Scientific classification
- Kingdom: Plantae
- Clade: Tracheophytes
- Clade: Angiosperms
- Clade: Eudicots
- Clade: Asterids
- Order: Apiales
- Family: Apiaceae
- Subfamily: Apioideae
- Genus: Silaum Mill.

= Silaum =

Flowering plants in the carrot / parsley family

Silaum is a genus of flowering plants in the carrot/parsley family, Apiaceae. There are currently ten species placed into the genus, a list of which is provided below.

==Description==
Plants in the genus Silaum have umbels which are characteristic of plants in the family Apiaceae (they are umbelliferous, "umbel-bearing"); the umbels in Silaus species tend to lack bracts. Silaum species also tend to have a few umbellules (secondary umbels of compound umbels), and these umbellules have several small bracts called bractlets. Remains of dead leaves can often be found at the base of the plant; plants in Silaum are richly branched.

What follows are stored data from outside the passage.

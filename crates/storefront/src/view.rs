//! # View Composition
//!
//! Turns a loaded page plus the current view state into what a listing
//! screen shows: the visible products, the count label, the grid shape,
//! page headings and which filter panels are open.

use catalog::{Collection, CursorPage, ProductRecord};
use facets::{SortKey, ViewState};
use serde::Serialize;

/// Handle of the collection that lists every product.
pub const ALL_COLLECTION: &str = "all";

/// Viewport width at which the desktop panel takes over.
pub const DESKTOP_BREAKPOINT: u32 = 1024;

pub const EMPTY_RESULTS_MESSAGE: &str = "No products match the selected filters";

const ALL_TITLE: &str = "Golf Clubs";
const ALL_SUBTITLE: &str = "Browse our complete collection of premium second hand golf clubs";

// =============================================================================
// Collection Context
// =============================================================================

/// Headings for the collection being browsed.
#[derive(Debug, Clone, PartialEq, Eq, Serialize)]
pub struct CollectionContext {
    pub handle: String,
    pub title: String,
    pub subtitle: String,
}

impl CollectionContext {
    /// The catch-all listing.
    pub fn all() -> Self {
        Self {
            handle: ALL_COLLECTION.to_string(),
            title: ALL_TITLE.to_string(),
            subtitle: ALL_SUBTITLE.to_string(),
        }
    }

    /// Look a handle up among the known collections.
    ///
    /// Unknown handles still render, under a generic "Products" heading.
    pub fn from_handle(handle: &str, collections: &[Collection]) -> Self {
        if handle == ALL_COLLECTION {
            return Self::all();
        }
        let known = collections.iter().find(|c| c.handle == handle);
        let title = known.map(|c| c.title.as_str()).unwrap_or("Products");
        let noun = known.map(|c| c.title.as_str()).unwrap_or("products");
        Self {
            handle: handle.to_string(),
            title: title.to_string(),
            subtitle: format!("Explore our selection of {}", noun),
        }
    }

    pub fn is_all(&self) -> bool {
        self.handle == ALL_COLLECTION
    }

    /// Collection pages are already narrowed to one kind of club.
    pub fn shows_category_facet(&self) -> bool {
        self.is_all()
    }
}

impl Default for CollectionContext {
    fn default() -> Self {
        Self::all()
    }
}

// =============================================================================
// Panels and Grid
// =============================================================================

/// Which filter panels are open.
#[derive(Debug, Clone, Copy, PartialEq, Eq, Serialize)]
pub struct PanelVisibility {
    pub desktop: bool,
    pub mobile: bool,
}

impl PanelVisibility {
    /// Flip the panel that belongs to the given viewport width.
    pub fn toggle(self, viewport_width: u32) -> Self {
        if viewport_width >= DESKTOP_BREAKPOINT {
            Self {
                desktop: !self.desktop,
                ..self
            }
        } else {
            Self {
                mobile: !self.mobile,
                ..self
            }
        }
    }

    pub fn any_open(&self) -> bool {
        self.desktop || self.mobile
    }
}

impl Default for PanelVisibility {
    fn default() -> Self {
        Self {
            desktop: true,
            mobile: false,
        }
    }
}

/// Product grid columns per breakpoint.
#[derive(Debug, Clone, Copy, PartialEq, Eq, Serialize)]
pub struct GridLayout {
    pub base: u8,
    pub small: u8,
    pub medium: u8,
    pub large: u8,
    pub extra_large: u8,
}

impl GridLayout {
    /// The open desktop panel costs a column at large sizes.
    pub fn for_panels(panels: PanelVisibility) -> Self {
        let wide = if panels.desktop { 5 } else { 6 };
        Self {
            base: 2,
            small: 3,
            medium: 4,
            large: wide,
            extra_large: wide,
        }
    }
}

// =============================================================================
// View Summary
// =============================================================================

/// Everything a listing screen renders for one state.
#[derive(Debug, Clone, PartialEq, Serialize)]
pub struct ViewSummary {
    pub products: Vec<ProductRecord>,
    pub result_count: usize,
    pub count_label: String,
    pub empty_message: Option<String>,
    pub grid: GridLayout,
    pub title: String,
    pub subtitle: String,
    pub show_category_facet: bool,
    pub sort_label: String,
    pub has_next_page: bool,
    pub has_previous_page: bool,
}

impl ViewSummary {
    /// Derive the summary for a page.
    ///
    /// The visible set only ever covers the loaded page; paging flags come
    /// from the source and ignore local filtering.
    pub fn compose(
        page: &CursorPage,
        view: &ViewState,
        collection: &CollectionContext,
        panels: PanelVisibility,
    ) -> Self {
        let products = pipeline::visible_set(&page.products, view);
        let result_count = products.len();
        Self {
            result_count,
            count_label: count_label(result_count),
            empty_message: (result_count == 0).then(|| EMPTY_RESULTS_MESSAGE.to_string()),
            grid: GridLayout::for_panels(panels),
            title: collection.title.clone(),
            subtitle: collection.subtitle.clone(),
            show_category_facet: collection.shows_category_facet(),
            sort_label: sort_label(view.sort),
            has_next_page: page.page_info.has_next_page,
            has_previous_page: page.page_info.has_previous_page,
            products,
        }
    }

    pub fn is_empty(&self) -> bool {
        self.result_count == 0
    }
}

fn count_label(count: usize) -> String {
    format!("{} Products", count)
}

fn sort_label(sort: SortKey) -> String {
    sort.label().to_string()
}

The fruits of Silaum species have a carpophore, a supporting slender stalk for each half of a gape or burst open (dehisced) fruit - these are common throughout the family Apiaceae; the carpophore is thread or filament-shaped (filiform). In addition, Silaum fruits are elongated, divided and not flattened. The mericarps (one carpel of umbelliferous fruit) have acute edges and five, rather low ridges. Plants in Silaus also have an oil tube in the fruit, called a vitta - there is one vitta per every ridge of furrow (a vallecula), but are indistinct at maturity. The petals that surround the flowers are yellow.

==Taxonomy and naming==
Silaum was first formally described in 1754 by the Scottish botanist in charge of the Chelsea Physic Garden, Philip Miller; this description was published in his own reference series, The Gardeners Dictionary (abr., ed. 4 (1754)).
The etymology of Silaum was not explicitly offered by Miller, who applied a plant name used by Pliny, though it may refer to the mountainous plateau La Sila in southern Italy.

===Species===
The Global Biodiversity Information Facility (GBIF) lists ten species that are currently placed in the genus Silaum:
- Silaum besseri (DC.) Galushko
- Silaum foliosum (Sommier & Levier) Grossh.
- Silaum perfoliatum (Pharm. ex Wehmer) M.Hiroe
- Silaum peucedanoides (M.Bieb.) M.Hiroe
- Silaum popovii (Korovin) M.Hiroe
- Silaum saxatilis Bajtenov
- Silaum serotinum (Pers.) M.Hiroe
- Silaum silaus (L.) Schinz & Thell.